::: Entries shown :::

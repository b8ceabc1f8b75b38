//! Dump helpers for schema inspection and testing.

use std::fmt::Write;

use crate::graph::Ty;

use super::{Schema, Shape};

impl Schema {
    /// One line per emitted node in emission order, details indented below,
    /// then the back-references.
    ///
    /// ```text
    /// pkg.Node struct
    ///   Children: []pkg.Node
    /// back-references:
    ///   pkg.Node -> pkg.Node
    /// ```
    pub fn dump(&self) -> String {
        let mut out = String::new();
        self.format(&mut out).expect("String write never fails");
        out
    }

    fn format(&self, w: &mut String) -> std::fmt::Result {
        for (_, node) in self.emitted() {
            writeln!(w, "{} {}", node.identity, node.shape.describe())?;
            match &node.shape {
                Shape::Alias(alias) => match alias.format {
                    Some(format) => writeln!(w, "  = {} ({format:?})", alias.primitive.keyword())?,
                    None => writeln!(w, "  = {}", alias.primitive.keyword())?,
                },
                Shape::Struct(s) => {
                    for field in &s.fields {
                        writeln!(w, "  {}: {}", field.name, self.ty_text(&field.ty))?;
                    }
                    for union in &s.implements {
                        writeln!(w, "  implements {}", self.node(*union).identity)?;
                    }
                }
                Shape::Enum(e) => {
                    for entry in &e.entries {
                        writeln!(w, "  {} = {} {:?}", entry.symbol, entry.value, entry.label)?;
                    }
                }
                Shape::Union(u) => {
                    for v in &u.variants {
                        writeln!(w, "  {} => {}", v.tag, self.node(v.implementor).identity)?;
                    }
                }
                Shape::External(ext) => {
                    for (target, path) in &ext.imports {
                        writeln!(w, "  {target}: {path}")?;
                    }
                }
                Shape::Generic { .. } | Shape::Opaque => {}
            }
        }

        let mut back_refs = self.back_references().peekable();
        if back_refs.peek().is_some() {
            writeln!(w, "back-references:")?;
            for (from, to) in back_refs {
                writeln!(
                    w,
                    "  {} -> {}",
                    self.node(from).identity,
                    self.node(to).identity
                )?;
            }
        }
        Ok(())
    }

    fn ty_text(&self, ty: &Ty) -> String {
        match ty {
            Ty::Primitive(p) => p.keyword().to_string(),
            Ty::Node(id) => self.node(*id).identity.to_string(),
            Ty::Array { elem, len } => format!("[{len}]{}", self.ty_text(elem)),
            Ty::Slice(elem) => format!("[]{}", self.ty_text(elem)),
            Ty::Map { key, value } => format!("map[{}]{}", self.ty_text(key), self.ty_text(value)),
            Ty::Optional(inner) => format!("?{}", self.ty_text(inner)),
        }
    }
}
//! Dart emitter state and driver.

use std::collections::{HashMap, HashSet};

use typeport_core::Target;
use typeport_core::utils::{lower_first, module_tail};

use crate::graph::NodeId;
use crate::schema::{Schema, Shape};
use crate::typegen::Block;
use crate::typegen::naming::Names;

use super::Config;
use super::convert::{enum_member_names, identifier, member_name};

pub(super) const HEADER: &str = "// Code generated by typeport. DO NOT EDIT.";

/// Core library types a generated declaration must not shadow.
const RESERVED: &[&str] = &[
    "DateTime", "Duration", "Function", "List", "Map", "Never", "Null", "Object", "Record", "Set",
    "String", "Type",
];

/// Kind enum of a non-empty union.
#[derive(Clone, Debug)]
pub(super) struct UnionKind {
    pub(super) enum_name: String,
    /// Discriminant getter on the sealed class
    pub(super) getter: String,
    /// Enum value per variant, in variant order
    pub(super) members: Vec<String>,
}

/// Dart emitter over a schema.
pub struct Emitter<'a> {
    pub(super) schema: &'a Schema,
    pub(super) config: Config,
    /// NodeId -> declared name, or `prefix.Name` for aliased imports
    pub(super) names: Names,
    pub(super) kinds: HashMap<NodeId, UnionKind>,
    /// External -> import prefix, for externals that lost their name
    pub(super) prefixes: HashMap<NodeId, String>,
    /// NodeId -> `<codec>FromJson` / `<codec>ToJson` stem
    pub(super) codecs: HashMap<NodeId, String>,
    /// Output blocks
    pub(super) blocks: Vec<Block>,
}

impl<'a> Emitter<'a> {
    pub fn new(schema: &'a Schema, config: Config) -> Self {
        let mut names = Names::assign(schema, RESERVED);
        let mut kinds = HashMap::new();
        let mut prefixes = HashMap::new();
        let mut taken = HashSet::new();

        for (id, node) in schema.emitted() {
            match &node.shape {
                Shape::Union(u) if !u.variants.is_empty() => {
                    let name = names.get(id).to_string();
                    kinds.insert(
                        id,
                        UnionKind {
                            enum_name: names.claim(&format!("{name}Kind")),
                            getter: identifier(&format!("{}Kind", lower_first(&name))),
                            members: enum_member_names(u.tags()),
                        },
                    );
                }
                // Dart cannot rename a single imported symbol, so the whole
                // library is imported under a prefix.
                Shape::External(ext)
                    if ext.import_for(Target::Dart).is_some() && names.is_aliased(schema, id) =>
                {
                    let mut prefix =
                        identifier(&module_tail(node.identity.module()).to_ascii_lowercase());
                    while !taken.insert(prefix.clone()) {
                        prefix.push('_');
                    }
                    names.set(id, format!("{prefix}.{}", node.identity.name()));
                    prefixes.insert(id, prefix);
                }
                _ => {}
            }
        }

        let mut codecs = HashMap::new();
        if config.json {
            for (id, node) in schema.emitted() {
                let stem = match (&node.shape, prefixes.get(&id)) {
                    (Shape::External(_), Some(prefix)) => {
                        format!("{prefix}.{}", lower_first(node.identity.name()))
                    }
                    (Shape::External(_), None) => lower_first(names.get(id)),
                    _ => {
                        let mut stem = member_name(names.get(id));
                        while !taken.insert(stem.clone()) {
                            stem.push('_');
                        }
                        stem
                    }
                };
                codecs.insert(id, stem);
            }
        }

        Self {
            schema,
            config,
            names,
            kinds,
            prefixes,
            codecs,
            blocks: Vec::new(),
        }
    }

    /// Emit one block per declaration in emission order, imports and header first.
    pub fn emit(mut self) -> Vec<Block> {
        if self.config.header {
            self.blocks.push(Block {
                origin: None,
                name: String::new(),
                content: HEADER.to_string(),
                priority: true,
            });
        }

        let schema = self.schema;
        for &id in schema.order() {
            let shape = &schema.node(id).shape;
            match shape {
                Shape::Alias(alias) => self.emit_alias(id, alias),
                Shape::Struct(s) => self.emit_class(id, s),
                Shape::Enum(e) => self.emit_enum(id, e),
                Shape::Union(u) => self.emit_union(id, u),
                Shape::Opaque => self.emit_opaque(id),
                Shape::External(ext) => self.emit_import(id, ext),
                Shape::Generic { .. } => {}
            }
            if self.config.json {
                self.emit_codec(id, shape);
            }
        }
        self.blocks
    }

    pub(super) fn push(&mut self, id: NodeId, name: impl Into<String>, content: String) {
        self.blocks.push(Block {
            origin: Some(self.schema.node(id).identity.clone()),
            name: name.into(),
            content,
            priority: false,
        });
    }
}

:::

Task to carry out:
Each line above from the one with "entry.symbol, entry.value, entry.label)?;" up to and including the one with "for v in &u.variants" must be set down exactly, and no line outside that span may appear.

Expected answer:
                        writeln!(w, "  {} = {} {:?}", entry.symbol, entry.value, entry.label)?;
                    }
                }
                Shape::Union(u) => {
                    for v in &u.variants {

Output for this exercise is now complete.